Les fortunes entre les mains des gens sans esprit et sans moralité est un crime contre l'humanité. Le pétrole est un don de dieu et non un produit de l'homme. Il appartient à tous. Par conséquent, toute propriété d'une minorité doit être légitimée par la majorité. La propriété privée est le prolongement du droit à la vie. Elle limite les violences sociales. Le droit de propriété est réducteur d'incertitudes et producteur de sécurité ; Par conséquent le premier devoir d'un Etat est de produire la paix civile laquelle passe par la légitimation du droit de propriété lequel est concomitant à un autre droit celui de l'emploi. Si l'un peut détenir des biens, l'autre doit disposer d'un emploi. La main droite a besoin de la main gauche pour travailler, produire et réaliser des profits. C'est cela une économie moderne. C'est cela un Etat de droit. Et cela ne tombe pas du ciel. La reconnaissance de fortunes privées par la société passe nécessairement par la production de biens et services destinés au marché local et par la création massive d'emplois destinés aux jeunes qui forment la majorité de la population.
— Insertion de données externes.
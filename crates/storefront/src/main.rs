//! Pixel Exchange Storefront - mock Limiteds shop.
//!
//! This binary serves the public-facing storefront on port 3000.
//!
//! # Architecture
//!
//! - Axum web framework with HTMX for interactivity
//! - Askama templates for server-side rendering
//! - Static JSON catalog, loaded once and shared process-wide
//! - Session-backed cart (in-memory store; nothing survives a restart)
//! - Nominatim reverse geocoding for the auto address gate
//!
//! Everything commerce-shaped here is a demo: the QR checkout encodes a
//! mock payload, no payment is ever verified, and no order is stored.

#![cfg_attr(not(test), forbid(unsafe_code))]

use pixel_exchange_storefront::config::StorefrontConfig;
use pixel_exchange_storefront::routes;
use pixel_exchange_storefront::state::AppState;
use sentry::integrations::tracing as sentry_tracing;
use tracing_subscriber::{layer::SubscriberExt, util::SubscriberInitExt};

/// Initialize Sentry error tracking and return guard that must be kept alive.
fn init_sentry(config: &StorefrontConfig) -> Option<sentry::ClientInitGuard> {
    let dsn = config.sentry_dsn.as_ref()?;

    let guard = sentry::init((
        dsn.as_str(),
        sentry::ClientOptions {
            release: sentry::release_name!(),
            attach_stacktrace: true,
            ..Default::default()
        },
    ));

    tracing::info!("Sentry initialized");
    Some(guard)
}

/// Filter tracing events to Sentry event types.
fn sentry_event_filter(metadata: &tracing::Metadata<'_>) -> sentry_tracing::EventFilter {
    match *metadata.level() {
        tracing::Level::ERROR | tracing::Level::WARN => sentry_tracing::EventFilter::Event,
        tracing::Level::INFO | tracing::Level::DEBUG => sentry_tracing::EventFilter::Breadcrumb,
        _ => sentry_tracing::EventFilter::Ignore,
    }
}

#[tokio::main]
async fn main() {
    // Load configuration from environment (needed for Sentry init)
    let config = StorefrontConfig::from_env().expect("Failed to load configuration");

    // Initialize Sentry (must be done before tracing subscriber)
    let _sentry_guard = init_sentry(&config);

    // Initialize tracing with EnvFilter and Sentry integration
    // Defaults to info level for our crate if RUST_LOG is not set
    let env_filter = tracing_subscriber::EnvFilter::try_from_default_env()
        .unwrap_or_else(|_| "pixel_exchange_storefront=info,tower_http=debug".into());

    tracing_subscriber::registry()
        .with(env_filter)
        .with(tracing_subscriber::fmt::layer())
        .with(sentry_tracing::layer().event_filter(sentry_event_filter))
        .init();

    // Build application state; the catalog loads lazily on first request
    let state = AppState::new(config.clone());

    // Warm the catalog so a broken file shows up in the logs at startup
    // instead of on the first page view
    if let Err(e) = state.catalog().get().await {
        tracing::warn!("Catalog not loadable at startup: {e}");
    }

    // Build router with Sentry layers outermost for full request coverage
    let app = routes::app(state)
        .layer(sentry_tower::NewSentryLayer::new_from_top())
        .layer(sentry_tower::SentryHttpLayer::new().enable_transaction());

    // Start server
    let addr = config.socket_addr();
    tracing::info!("storefront listening on {}", addr);

    let listener = tokio::net::TcpListener::bind(addr)
        .await
        .expect("Failed to bind to address");

    axum::serve(listener, app)
        .with_graceful_shutdown(shutdown_signal())
        .await
        .expect("Server error");
}

/// Wait for shutdown signal (Ctrl+C or SIGTERM).
async fn shutdown_signal() {
    let ctrl_c = async {
        tokio::signal::ctrl_c()
            .await
            .expect("Failed to install Ctrl+C handler");
    };

    #[cfg(unix)]
    let terminate = async {
        tokio::signal::unix::signal(tokio::signal::unix::SignalKind::terminate())
            .expect("Failed to install signal handler")
            .recv()
            .await;
    };

    #[cfg(not(unix))]
    let terminate = std::future::pending::<()>();

    tokio::select! {
        () = ctrl_c => {},
        () = terminate => {},
    }

    tracing::info!("Shutdown signal received, starting graceful shutdown");
}
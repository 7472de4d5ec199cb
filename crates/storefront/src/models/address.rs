//! Shipping address models and the address-gate state machine.
//!
//! The gate is an explicit three-state machine rather than a pile of
//! booleans, so "dialog open but address already saved" is unrepresentable.

use chrono::Utc;
use serde::{Deserialize, Serialize};

use pixel_exchange_core::{Email, PostalCode, ThaiPhone};

use crate::services::geocoder::ResolvedAddress;

/// How many resolved addresses the session history keeps.
pub const MAX_ADDRESS_HISTORY: usize = 10;

// =============================================================================
// Gate state machine
// =============================================================================

/// The mandatory-address-before-checkout gate.
///
/// Transitions:
/// - `NoAddress -> DialogOpen` whenever the cart page renders with a
///   non-empty cart and nothing saved.
/// - `DialogOpen -> AddressSaved` only on a fully valid submission (or a
///   successful geolocation resolve).
///
/// There is no dismiss transition; the edit affordance re-enters
/// `DialogOpen` from `AddressSaved`.
#[derive(Debug, Clone, Copy, Default, PartialEq, Eq, Serialize, Deserialize)]
#[serde(rename_all = "snake_case")]
pub enum AddressGateState {
    /// Nothing collected yet.
    #[default]
    NoAddress,
    /// The dialog is being forced on the visitor.
    DialogOpen,
    /// A valid address is on file; checkout is unlocked.
    AddressSaved,
}

impl AddressGateState {
    /// Payment is enabled only once an address is saved.
    #[must_use]
    pub const fn payment_enabled(self) -> bool {
        matches!(self, Self::AddressSaved)
    }

    /// True while the dialog is forced open.
    #[must_use]
    pub const fn is_dialog_open(self) -> bool {
        matches!(self, Self::DialogOpen)
    }
}

// =============================================================================
// Geolocation metadata
// =============================================================================

/// Where a set of coordinates came from.
#[derive(Debug, Clone, Copy, PartialEq, Eq, Serialize, Deserialize)]
#[serde(rename_all = "snake_case")]
pub enum GeoSource {
    BrowserGeolocation,
}

/// Transport class inferred from the reported accuracy radius.
#[derive(Debug, Clone, Copy, PartialEq, Eq, Serialize, Deserialize)]
#[serde(rename_all = "snake_case")]
pub enum TransportClass {
    GpsLike,
    WifiCell,
    Coarse,
}

impl TransportClass {
    /// ≤ 50 m looks like GPS, ≤ 500 m like wifi/cell triangulation,
    /// anything else (or unknown) is coarse.
    #[must_use]
    pub fn infer(accuracy_m: Option<f64>) -> Self {
        match accuracy_m {
            Some(acc) if acc <= 50.0 => Self::GpsLike,
            Some(acc) if acc <= 500.0 => Self::WifiCell,
            _ => Self::Coarse,
        }
    }
}

/// Provenance of a geolocated coordinate pair.
#[derive(Debug, Clone, PartialEq, Serialize, Deserialize)]
pub struct GeoMeta {
    pub source: GeoSource,
    pub accuracy_m: Option<f64>,
    pub inferred_transport: TransportClass,
    /// RFC 3339 capture time.
    pub ts: String,
}

impl GeoMeta {
    /// Metadata for a browser-geolocation fix captured now.
    #[must_use]
    pub fn browser(accuracy_m: Option<f64>) -> Self {
        Self {
            source: GeoSource::BrowserGeolocation,
            accuracy_m,
            inferred_transport: TransportClass::infer(accuracy_m),
            ts: Utc::now().to_rfc3339(),
        }
    }
}

// =============================================================================
// Saved address
// =============================================================================

/// The shipping address kept in the session.
///
/// Manual submissions fill the contact fields; geolocated captures fill
/// the coordinate and provenance fields instead. Nothing ties the saved
/// address to any particular order.
#[derive(Debug, Clone, Default, PartialEq, Serialize, Deserialize)]
pub struct SavedAddress {
    pub full_name: Option<String>,
    pub email: Option<String>,
    pub phone: Option<String>,
    pub address1: String,
    pub address2: Option<String>,
    pub subdistrict: Option<String>,
    pub district: Option<String>,
    pub province: Option<String>,
    pub postcode: Option<String>,
    pub note: Option<String>,
    pub formatted: Option<String>,
    pub lat: Option<f64>,
    pub lon: Option<f64>,
    pub geo: Option<GeoMeta>,
    pub geocoder_provider: Option<String>,
}

impl SavedAddress {
    /// Build a saved address from a geocoder resolve.
    #[must_use]
    pub fn from_resolved(
        resolved: ResolvedAddress,
        lat: f64,
        lon: f64,
        accuracy_m: Option<f64>,
    ) -> Self {
        Self {
            address1: resolved.address1,
            subdistrict: resolved.subdistrict,
            district: resolved.district,
            province: resolved.province,
            postcode: resolved.postcode,
            formatted: resolved.formatted,
            lat: Some(lat),
            lon: Some(lon),
            geo: Some(GeoMeta::browser(accuracy_m)),
            geocoder_provider: Some("nominatim".to_owned()),
            ..Self::default()
        }
    }

    /// District / province / postcode as one display line.
    #[must_use]
    pub fn area_line(&self) -> String {
        [&self.subdistrict, &self.district, &self.province, &self.postcode]
            .iter()
            .filter_map(|part| part.as_deref())
            .filter(|part| !part.is_empty())
            .collect::<Vec<_>>()
            .join(" ")
    }
}

/// One history entry: when the geocoder resolve happened and what it said.
#[derive(Debug, Clone, PartialEq, Serialize, Deserialize)]
pub struct HistoryEntry {
    pub ts: String,
    pub addr: SavedAddress,
}

/// Bounded history of successfully resolved addresses.
#[derive(Debug, Clone, Default, PartialEq, Serialize, Deserialize)]
#[serde(transparent)]
pub struct AddressHistory(Vec<HistoryEntry>);

impl AddressHistory {
    /// Append an entry, dropping the oldest beyond [`MAX_ADDRESS_HISTORY`].
    pub fn push(&mut self, addr: SavedAddress) {
        self.0.push(HistoryEntry {
            ts: Utc::now().to_rfc3339(),
            addr,
        });
        if self.0.len() > MAX_ADDRESS_HISTORY {
            let excess = self.0.len() - MAX_ADDRESS_HISTORY;
            self.0.drain(..excess);
        }
    }

    #[must_use]
    pub fn entries(&self) -> &[HistoryEntry] {
        &self.0
    }
}

// =============================================================================
// Manual address form
// =============================================================================

/// The manual address dialog's form payload (also echoed back into the
/// template to repopulate fields on validation failure).
#[derive(Debug, Clone, Default, Deserialize)]
pub struct AddressForm {
    #[serde(default)]
    pub full_name: String,
    #[serde(default)]
    pub email: String,
    #[serde(default)]
    pub phone: String,
    #[serde(default)]
    pub address1: String,
    #[serde(default)]
    pub address2: String,
    #[serde(default)]
    pub subdistrict: String,
    #[serde(default)]
    pub district: String,
    #[serde(default)]
    pub province: String,
    #[serde(default)]
    pub postcode: String,
    #[serde(default)]
    pub note: String,
}

impl AddressForm {
    /// Prefill the form from a previously saved address.
    #[must_use]
    pub fn from_saved(saved: &SavedAddress) -> Self {
        Self {
            full_name: saved.full_name.clone().unwrap_or_default(),
            email: saved.email.clone().unwrap_or_default(),
            phone: saved.phone.clone().unwrap_or_default(),
            address1: saved.address1.clone(),
            address2: saved.address2.clone().unwrap_or_default(),
            subdistrict: saved.subdistrict.clone().unwrap_or_default(),
            district: saved.district.clone().unwrap_or_default(),
            province: saved.province.clone().unwrap_or_default(),
            postcode: saved.postcode.clone().unwrap_or_default(),
            note: saved.note.clone().unwrap_or_default(),
        }
    }

    /// Validate the submission and produce a saveable address.
    ///
    /// Required: name, email, phone, address line, district, province,
    /// postal code. Subdistrict, second address line, and note stay
    /// optional.
    ///
    /// # Errors
    ///
    /// Returns one message per failed field, in form order.
    pub fn validate(&self) -> Result<SavedAddress, Vec<String>> {
        let mut errors = Vec::new();

        if self.full_name.trim().is_empty() {
            errors.push("กรุณากรอกชื่อ-นามสกุล".to_owned());
        }

        let email = match Email::parse(&self.email) {
            Ok(email) => Some(email),
            Err(e) => {
                errors.push(format!("อีเมลไม่ถูกต้อง ({e})"));
                None
            }
        };

        let phone = match ThaiPhone::parse(&self.phone) {
            Ok(phone) => Some(phone),
            Err(e) => {
                errors.push(format!("เบอร์โทรศัพท์ไม่ถูกต้อง ({e})"));
                None
            }
        };

        if self.address1.trim().is_empty() {
            errors.push("กรุณากรอกที่อยู่".to_owned());
        }
        if self.district.trim().is_empty() {
            errors.push("กรุณากรอกอำเภอ/เขต".to_owned());
        }
        if self.province.trim().is_empty() {
            errors.push("กรุณากรอกจังหวัด".to_owned());
        }

        let postcode = match PostalCode::parse(&self.postcode) {
            Ok(postcode) => Some(postcode),
            Err(e) => {
                errors.push(format!("รหัสไปรษณีย์ไม่ถูกต้อง ({e})"));
                None
            }
        };

        if !errors.is_empty() {
            return Err(errors);
        }

        let optional = |s: &str| {
            let trimmed = s.trim();
            (!trimmed.is_empty()).then(|| trimmed.to_owned())
        };

        Ok(SavedAddress {
            full_name: Some(self.full_name.trim().to_owned()),
            email: email.map(|e| e.as_str().to_owned()),
            phone: phone.map(|p| p.as_str().to_owned()),
            address1: self.address1.trim().to_owned(),
            address2: optional(&self.address2),
            subdistrict: optional(&self.subdistrict),
            district: Some(self.district.trim().to_owned()),
            province: Some(self.province.trim().to_owned()),
            postcode: postcode.map(|p| p.as_str().to_owned()),
            note: optional(&self.note),
            ..SavedAddress::default()
        })
    }
}
//! Cart and checkout-summary display data for templates.

use rust_decimal::Decimal;

use pixel_exchange_core::cart::{CartLine, CartState};
use pixel_exchange_core::checkout::CheckoutSummary;
use pixel_exchange_core::format_amount_2dp;

/// Cart line display data for templates.
#[derive(Clone)]
pub struct CartLineView {
    pub id: String,
    pub title: String,
    pub image: Option<String>,
    pub qty: u32,
    /// Unit price; rendered with the `baht` filter.
    pub price: Decimal,
    /// Line total; rendered with the `baht` filter.
    pub line_total: Decimal,
}

/// Cart display data for templates.
#[derive(Clone)]
pub struct CartView {
    pub lines: Vec<CartLineView>,
    pub subtotal: Decimal,
    pub count: u32,
}

impl CartView {
    /// Create an empty cart view.
    #[must_use]
    pub fn empty() -> Self {
        Self {
            lines: Vec::new(),
            subtotal: Decimal::ZERO,
            count: 0,
        }
    }

    #[must_use]
    pub fn is_empty(&self) -> bool {
        self.lines.is_empty()
    }
}

impl From<&CartState> for CartView {
    fn from(cart: &CartState) -> Self {
        Self {
            lines: cart.lines().iter().map(CartLineView::from).collect(),
            subtotal: cart.subtotal(),
            count: cart.count(),
        }
    }
}

impl From<&CartLine> for CartLineView {
    fn from(line: &CartLine) -> Self {
        Self {
            id: line.id.clone(),
            title: line.title.clone(),
            image: line.image.clone(),
            qty: line.qty,
            price: line.price,
            line_total: line.line_total(),
        }
    }
}

/// Checkout summary display data: every figure preformatted to two
/// decimal places, the way the checkout page prints money.
#[derive(Clone)]
pub struct SummaryView {
    pub subtotal: String,
    pub shipping: String,
    pub website_fee: String,
    pub system_fee: String,
    pub platform_fee: String,
    pub processing_fee: String,
    pub vat: String,
    pub total: String,
    /// Raw total for the `/checkout?amount=` link.
    pub amount_param: String,
}

impl From<&CheckoutSummary> for SummaryView {
    fn from(summary: &CheckoutSummary) -> Self {
        Self {
            subtotal: format_amount_2dp(summary.subtotal),
            shipping: format_amount_2dp(summary.shipping),
            website_fee: format_amount_2dp(summary.website_fee),
            system_fee: format_amount_2dp(summary.system_fee),
            platform_fee: format_amount_2dp(summary.platform_fee),
            processing_fee: format_amount_2dp(summary.processing_fee),
            vat: format_amount_2dp(summary.vat),
            total: format_amount_2dp(summary.total),
            amount_param: summary.total_2dp().to_string(),
        }
    }
}

#[cfg(test)]
mod tests {
    use pixel_exchange_core::cart::CartCommand;

    use super::*;

    #[test]
    fn test_cart_view_mirrors_state() {
        let mut cart = CartState::default();
        cart.apply(CartCommand::Add(CartLine {
            id: "rblx-1".to_owned(),
            title: "Sword Skin".to_owned(),
            image: None,
            price: Decimal::from(1245),
            qty: 2,
        }));

        let view = CartView::from(&cart);
        assert_eq!(view.count, 2);
        assert_eq!(view.subtotal, Decimal::from(2490));
        let line = view.lines.first().expect("one line");
        assert_eq!(line.line_total, Decimal::from(2490));
    }

    #[test]
    fn test_summary_view_formats_reference_values() {
        let summary = CheckoutSummary::from_subtotal(Decimal::from(1000));
        let view = SummaryView::from(&summary);
        assert_eq!(view.website_fee, "100.00");
        assert_eq!(view.vat, "80.50");
        assert_eq!(view.total, "1,255.49");
        assert_eq!(view.amount_param, "1255.49");
    }
}
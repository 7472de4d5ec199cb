//! Session-related constants.
//!
//! Everything the storefront remembers about a visitor lives under these
//! keys. Session writes are best-effort: a failed store is logged and
//! otherwise ignored, never surfaced to the visitor.

/// Session keys for visitor state.
pub mod keys {
    /// Key for the serialized cart state.
    pub const CART: &str = "cart";

    /// Key for the saved shipping address.
    pub const SAVED_ADDRESS: &str = "saved_address";

    /// Key for the address gate's finite-state value.
    pub const GATE_STATE: &str = "address_gate_state";

    /// Key for the bounded history of geocoder-resolved addresses.
    pub const ADDRESS_HISTORY: &str = "address_history";

    /// Key for the geolocation denial counter.
    pub const DENY_COUNT: &str = "address_deny_count";

    /// Key for the consent preferences mirror (the cookie is authoritative).
    pub const CONSENT: &str = "consent_prefs";
}
//! Application state shared across handlers.

use std::sync::Arc;

use crate::catalog::CatalogStore;
use crate::config::StorefrontConfig;
use crate::services::geocoder::GeocoderClient;

/// Application state shared across all handlers.
///
/// This struct is cheaply cloneable via `Arc` and provides access to the
/// catalog repository, the geocoder client, and configuration.
#[derive(Clone)]
pub struct AppState {
    inner: Arc<AppStateInner>,
}

struct AppStateInner {
    config: StorefrontConfig,
    catalog: CatalogStore,
    geocoder: GeocoderClient,
}

impl AppState {
    /// Create a new application state.
    ///
    /// The catalog is not read here; the repository loads it lazily on
    /// first access.
    #[must_use]
    pub fn new(config: StorefrontConfig) -> Self {
        let catalog = CatalogStore::new(&config.catalog_path);
        let geocoder = GeocoderClient::new(&config.geocoder);

        Self {
            inner: Arc::new(AppStateInner {
                config,
                catalog,
                geocoder,
            }),
        }
    }

    /// Get a reference to the storefront configuration.
    #[must_use]
    pub fn config(&self) -> &StorefrontConfig {
        &self.inner.config
    }

    /// Get a reference to the catalog repository.
    #[must_use]
    pub fn catalog(&self) -> &CatalogStore {
        &self.inner.catalog
    }

    /// Get a reference to the reverse geocoding client.
    #[must_use]
    pub fn geocoder(&self) -> &GeocoderClient {
        &self.inner.geocoder
    }
}
//! The product catalog: schema, validation, and the one-shot repository.
//!
//! The catalog is a static JSON document. It is read and validated exactly
//! once per process; every consumer shares the same cached document through
//! [`CatalogStore`], which is injected via application state rather than
//! living in a hidden global.

use std::path::{Path, PathBuf};
use std::sync::Arc;

use serde::{Deserialize, Serialize};
use thiserror::Error;
use tokio::sync::OnceCell;

use pixel_exchange_core::{ItemTag, PriceToken};

/// A listing category shown in the navigation.
#[derive(Debug, Clone, Serialize, Deserialize)]
pub struct Category {
    pub key: String,
    pub label: String,
}

/// One catalog entry. Unknown fields in the file are tolerated and ignored.
#[derive(Debug, Clone, Serialize, Deserialize)]
pub struct CatalogItem {
    /// Unique id within the catalog (e.g. `rblx-1029025`).
    pub id: String,
    pub title: String,
    /// Seller / creator name.
    pub by: String,
    pub tag: ItemTag,
    /// Price token; `null`, absent, `"-"`, and `"Free"` all mean free.
    /// Bare JSON numbers are coerced to string tokens.
    #[serde(default)]
    pub price: Option<PriceToken>,
    /// Image URL or path.
    pub image: String,
}

impl CatalogItem {
    /// Monetary amount of this item's price token (zero when absent).
    #[must_use]
    pub fn price_amount(&self) -> rust_decimal::Decimal {
        self.price
            .as_ref()
            .map_or(rust_decimal::Decimal::ZERO, PriceToken::amount)
    }

    /// Display form of this item's price (`"Free"` when absent).
    #[must_use]
    pub fn price_display(&self) -> String {
        self.price
            .as_ref()
            .map_or_else(|| "Free".to_owned(), PriceToken::display)
    }
}

/// The validated catalog document.
#[derive(Debug, Clone, Serialize, Deserialize)]
pub struct Catalog {
    pub categories: Vec<Category>,
    #[serde(rename = "robloxLimiteds")]
    pub roblox_limiteds: Vec<CatalogItem>,
    #[serde(rename = "ugcLimiteds")]
    pub ugc_limiteds: Vec<CatalogItem>,
}

/// Filtered views of both item lists.
#[derive(Debug, Clone, Default)]
pub struct FilteredCatalog {
    pub roblox: Vec<CatalogItem>,
    pub ugc: Vec<CatalogItem>,
}

impl Catalog {
    /// Case-insensitive substring filter on item titles.
    ///
    /// An empty or whitespace-only query returns both lists unfiltered.
    #[must_use]
    pub fn filter(&self, query: &str) -> FilteredCatalog {
        let q = query.trim().to_lowercase();
        if q.is_empty() {
            return FilteredCatalog {
                roblox: self.roblox_limiteds.clone(),
                ugc: self.ugc_limiteds.clone(),
            };
        }

        let matches = |items: &[CatalogItem]| {
            items
                .iter()
                .filter(|i| i.title.to_lowercase().contains(&q))
                .cloned()
                .collect()
        };

        FilteredCatalog {
            roblox: matches(&self.roblox_limiteds),
            ugc: matches(&self.ugc_limiteds),
        }
    }

    /// Look up an item by id across both lists.
    #[must_use]
    pub fn find(&self, id: &str) -> Option<&CatalogItem> {
        self.roblox_limiteds
            .iter()
            .chain(self.ugc_limiteds.iter())
            .find(|i| i.id == id)
    }

    /// Items sharing the given item's tag, excluding the item itself.
    #[must_use]
    pub fn related(&self, item: &CatalogItem, limit: usize) -> Vec<CatalogItem> {
        let pool = match item.tag {
            ItemTag::Limited => &self.roblox_limiteds,
            ItemTag::Ugc => &self.ugc_limiteds,
        };
        pool.iter()
            .filter(|i| i.id != item.id)
            .take(limit)
            .cloned()
            .collect()
    }

    /// Every item in the catalog, limiteds first.
    pub fn all_items(&self) -> impl Iterator<Item = &CatalogItem> {
        self.roblox_limiteds.iter().chain(self.ugc_limiteds.iter())
    }

    /// Total number of items.
    #[must_use]
    pub fn len(&self) -> usize {
        self.roblox_limiteds.len() + self.ugc_limiteds.len()
    }

    /// True when the catalog holds no items.
    #[must_use]
    pub fn is_empty(&self) -> bool {
        self.roblox_limiteds.is_empty() && self.ugc_limiteds.is_empty()
    }
}

/// Errors raised while loading the catalog.
///
/// The two variants are deliberately distinct user-facing messages: a
/// missing file and a malformed file degrade the UI differently.
#[derive(Debug, Error)]
pub enum CatalogError {
    /// The file could not be read at all.
    #[error("Failed to load catalog: {0}")]
    Unreadable(String),

    /// The file was read but does not match the catalog schema.
    #[error("Catalog schema mismatch: {0}")]
    Schema(String),
}

/// One-shot catalog repository.
///
/// Cheaply cloneable; all clones share the same lazily-initialized
/// document. Concurrent first reads collapse into a single file load.
#[derive(Clone)]
pub struct CatalogStore {
    inner: Arc<CatalogStoreInner>,
}

struct CatalogStoreInner {
    path: PathBuf,
    doc: OnceCell<Arc<Catalog>>,
}

impl CatalogStore {
    /// Create a repository reading from the given file path.
    ///
    /// Nothing is read until the first [`get`](Self::get).
    #[must_use]
    pub fn new(path: impl Into<PathBuf>) -> Self {
        Self {
            inner: Arc::new(CatalogStoreInner {
                path: path.into(),
                doc: OnceCell::new(),
            }),
        }
    }

    /// The configured catalog path.
    #[must_use]
    pub fn path(&self) -> &Path {
        &self.inner.path
    }

    /// Get the catalog, loading it on first use.
    ///
    /// On failure the cell stays unset, so a later call retries the load;
    /// on success the document is cached for the process lifetime.
    ///
    /// # Errors
    ///
    /// Returns [`CatalogError::Unreadable`] when the file cannot be read
    /// and [`CatalogError::Schema`] when it fails validation.
    pub async fn get(&self) -> Result<Arc<Catalog>, CatalogError> {
        self.inner
            .doc
            .get_or_try_init(|| async {
                let doc = load(&self.inner.path).await?;
                tracing::info!(
                    path = %self.inner.path.display(),
                    items = doc.len(),
                    "Catalog loaded"
                );
                Ok(Arc::new(doc))
            })
            .await
            .cloned()
    }
}

/// Read and validate the catalog file.
async fn load(path: &Path) -> Result<Catalog, CatalogError> {
    let raw = tokio::fs::read_to_string(path)
        .await
        .map_err(|e| CatalogError::Unreadable(format!("{}: {e}", path.display())))?;

    serde_json::from_str(&raw).map_err(|e| CatalogError::Schema(e.to_string()))
}
//! External service clients.

pub mod geocoder;

pub use geocoder::{GeocodeError, GeocoderClient, ResolvedAddress};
L'Etat post colonial a fait la preuve de son inefficacité dans la conduite du développement, par la dilapidation des ressources rares (énergie fossile, terres agricoles, force de travail, etc...), la démobilisation de la population et la fragilisation des institutions minées par la corruption et le népotisme. L'Etat en Algérie est à réinventer.

PS / A la fin des années soixante-dix, au cours d'une entrevue privée avec un souverain arabe, un diplomate américain aurait dit : « C'est Dieu qui a mis du pétrole dans votre sous-sol, ce sont nos machines qui l'extraient, ce sont nos firmes qui l'exploitent, quel est votre mérite ? », le souverain musulman aurait souri ; et le diplomate de poursuivre : « c'est de l'usage que vous ferez de vos revenus pétroliers, que vous seriez jugé par Dieu et par votre peuple : Si vous en faîtes un bon usage, vous seriez béni par Dieu et votre jeunesse vous en sera reconnaissante, par contre si vous les dilapidez, dieu vous maudira et les générations futures déterreront et retireront vos os pour les brûler sur la place publique ».

*Dr.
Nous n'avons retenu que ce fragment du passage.